Re: [PATCH net-next v4 3/3] skbuff: keep track of pp page when pp_frag_count is used
From: Ilias Apalodimas
Date: Mon Oct 04 2021 - 01:52:19 EST
On Thu, Sep 30, 2021 at 04:07:47PM +0800, Yunsheng Lin wrote:
> As the skb->pp_recycle and page->pp_magic may not be enough
> to track if a frag page is from page pool after the calling
> of __skb_frag_ref(), mostly because of a data race, see:
> commit 2cc3aeb5eccc ("skbuff: Fix a potential race while
> recycling page_pool packets").
>
> There may be clone and expand head case that might lose the
> track if a frag page is from page pool or not.
>
> And not being able to keep track of pp page may cause problem
> for the skb_split() case in tso_fragment() too:
> Supposing a skb has 3 frag pages, all coming from a page pool,
> and is split to skb1 and skb2:
> skb1: first frag page + first half of second frag page
> skb2: second half of second frag page + third frag page
>
> How do we set the skb->pp_recycle of skb1 and skb2?

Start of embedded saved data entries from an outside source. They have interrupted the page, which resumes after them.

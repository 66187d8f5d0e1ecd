//! Searchable address list next to the graph.
//!
//! Shows every dataset node with its derived visibility. The eye icon asks the
//! app to toggle the node's override; search only filters the list, never the
//! graph.

use leptos::prelude::*;

use super::force_graph::{NodeId, NodeRow};

/// Rows whose name contains `query`, ignoring case. An empty query keeps all.
pub fn filter_rows(rows: &[NodeRow], query: &str) -> Vec<NodeRow> {
	let query = query.to_lowercase();
	rows.iter()
		.filter(|row| row.node.name.to_lowercase().contains(&query))
		.cloned()
		.collect()
}

#[component]
pub fn AddressList(
	#[prop(into)] rows: Signal<Vec<NodeRow>>,
	#[prop(into)] selected: Signal<Option<NodeId>>,
	on_toggle_visible: Callback<NodeId>,
) -> impl IntoView {
	let search = RwSignal::new(String::new());
	let filtered = Memo::new(move |_| rows.with(|rows| search.with(|q| filter_rows(rows, q))));

	view! {
		<div class="address-list">
			<div class="address-list-header">
				<h2>"Address List"</h2>
				<span class="icon-btn">"⤢"</span>
			</div>

			<div class="search-wrapper">
				<input
					type="text"
					placeholder="Search"
					prop:value=move || search.get()
					on:input=move |ev| search.set(event_target_value(&ev))
				/>
				<span class="search-icon">"🔍"</span>
			</div>

			<div class="filters">
				<label><input type="checkbox" />" Show contracts"</label>
				<label><input type="checkbox" />" Show exchanges"</label>
			</div>

			<div class="table-header">
				<span>"Address"</span>
				<span>"Share of USDT supply"</span>
			</div>

			<div class="address-rows">
				<For
					each=move || filtered.get()
					key=|row| (row.node.id, row.visible)
					children=move |row| {
						let id = row.node.id;
						let (icon_class, icon) = if row.visible {
							("icon visible", "👁")
						} else {
							("icon hidden", "⊘")
						};
						view! {
							<div
								class="address-row"
								class:selected=move || selected.get() == Some(id)
							>
								<div class="address-info">
									<span class=icon_class on:click=move |_| on_toggle_visible.run(id)>
										{icon}
									</span>
									<span class="address-id">{format!("#{id}")}</span>
									<span class="address-name">{row.node.name}</span>
								</div>
								<span class="address-share">{row.node.share}</span>
							</div>
						}
					}
				/>
			</div>
		</div>
	}
}
//! Force-directed address graph with layered visibility.
//!
//! Renders an interactive force-directed graph on an HTML canvas with:
//! - Physics-based node positioning via force simulation
//! - Visibility composed from a group filter and per-node overrides
//! - Interchangeable node painters (2D) and mesh builders (3D)
//! - Pan, zoom, node dragging and selection
//!
//! # Example
//!
//! ```ignore
//! use address_graph::{ForceGraphCanvas, GraphDataset, VisibilityState};
//!
//! let data = address_graph::sample_dataset();
//! let state = RwSignal::new(VisibilityState::new(&data, [1, 2]));
//! let dataset = data.clone();
//! let visible = Memo::new(move |_| state.with(|s| s.visible_set(&dataset)));
//!
//! view! { <ForceGraphCanvas data=Signal::derive(move || data.clone()) visible=visible fullscreen=true /> }
//! ```

mod component;
mod particles;
mod render;
pub mod renderer;
pub mod scale;
pub mod scene;
mod state;
pub mod theme;
mod types;
pub mod view;
pub mod visibility;

pub use component::ForceGraphCanvas;
pub use renderer::{CanvasStyle, Surface2d};
pub use scene::{MeshStyle, SceneObject};
pub use theme::Theme;
pub use types::{GraphDataset, Group, Link, LinkEndpoint, Node, NodeId, sample_dataset};
pub use view::{GraphView, RenderMode, ViewConfig};
pub use visibility::{NodeRow, VisibilityState, VisibleSet, nodes_for_table, resolve};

> 1. If we set both of them to 1, then we may have a similar
> race as the above commit for second frag page.
> 2. If we set only one of them to 1, then we may have resource
> leaking problem as both first frag page and third frag page
> are indeed from page pool.
>
> Increment the pp_frag_count of pp page frag in __skb_frag_ref(),
> and only use page->pp_magic to indicate a pp page frag in
> __skb_frag_unref() to keep track of pp page frag.
>
> Similar handling is done for the head page of a skb too.
>
> As we need the head page of a compound page to decide if it is
> from page pool at first, so __page_frag_cache_drain() and
> page_ref_inc() is used to avoid unnecessary compound_head()
> calling.
>
> Signed-off-by: Yunsheng Lin <linyunsheng@xxxxxxxxxx>
> ---
> include/linux/skbuff.h | 30 ++++++++++++++++++++----------
> include/net/page_pool.h | 24 +++++++++++++++++++++++-
> net/core/page_pool.c | 17 ++---------------
> net/core/skbuff.c | 10 ++++++++--
> 4 files changed, 53 insertions(+), 28 deletions(-)
>
> diff --git a/include/linux/skbuff.h b/include/linux/skbuff.h
> index 841e2f0f5240..aeee150d4a04 100644
> --- a/include/linux/skbuff.h
> +++ b/include/linux/skbuff.h
> @@ -3073,7 +3073,19 @@ static inline struct page *skb_frag_page(const skb_frag_t *frag)
> */
> static inline void __skb_frag_ref(skb_frag_t *frag)
> {
> - get_page(skb_frag_page(frag));
> + struct page *page = skb_frag_page(frag);
> +
> + page = compound_head(page);
> +
> +#ifdef CONFIG_PAGE_POOL
> + if (page_pool_is_pp_page(page) &&
> + page_pool_is_pp_page_frag(page)) {
> + page_pool_atomic_inc_frag_count(page);
> + return;
> + }
> +#endif
> +
> + page_ref_inc(page);
There's a BUG_ON we are now ignoring on get_page.
> }
>
> /**
> @@ -3100,11 +3112,16 @@ static inline void __skb_frag_unref(skb_frag_t *frag, bool recycle)
> {
> struct page *page = skb_frag_page(frag);
>
> + page = compound_head(page);
> +
> #ifdef CONFIG_PAGE_POOL
> - if (recycle && page_pool_return_skb_page(page))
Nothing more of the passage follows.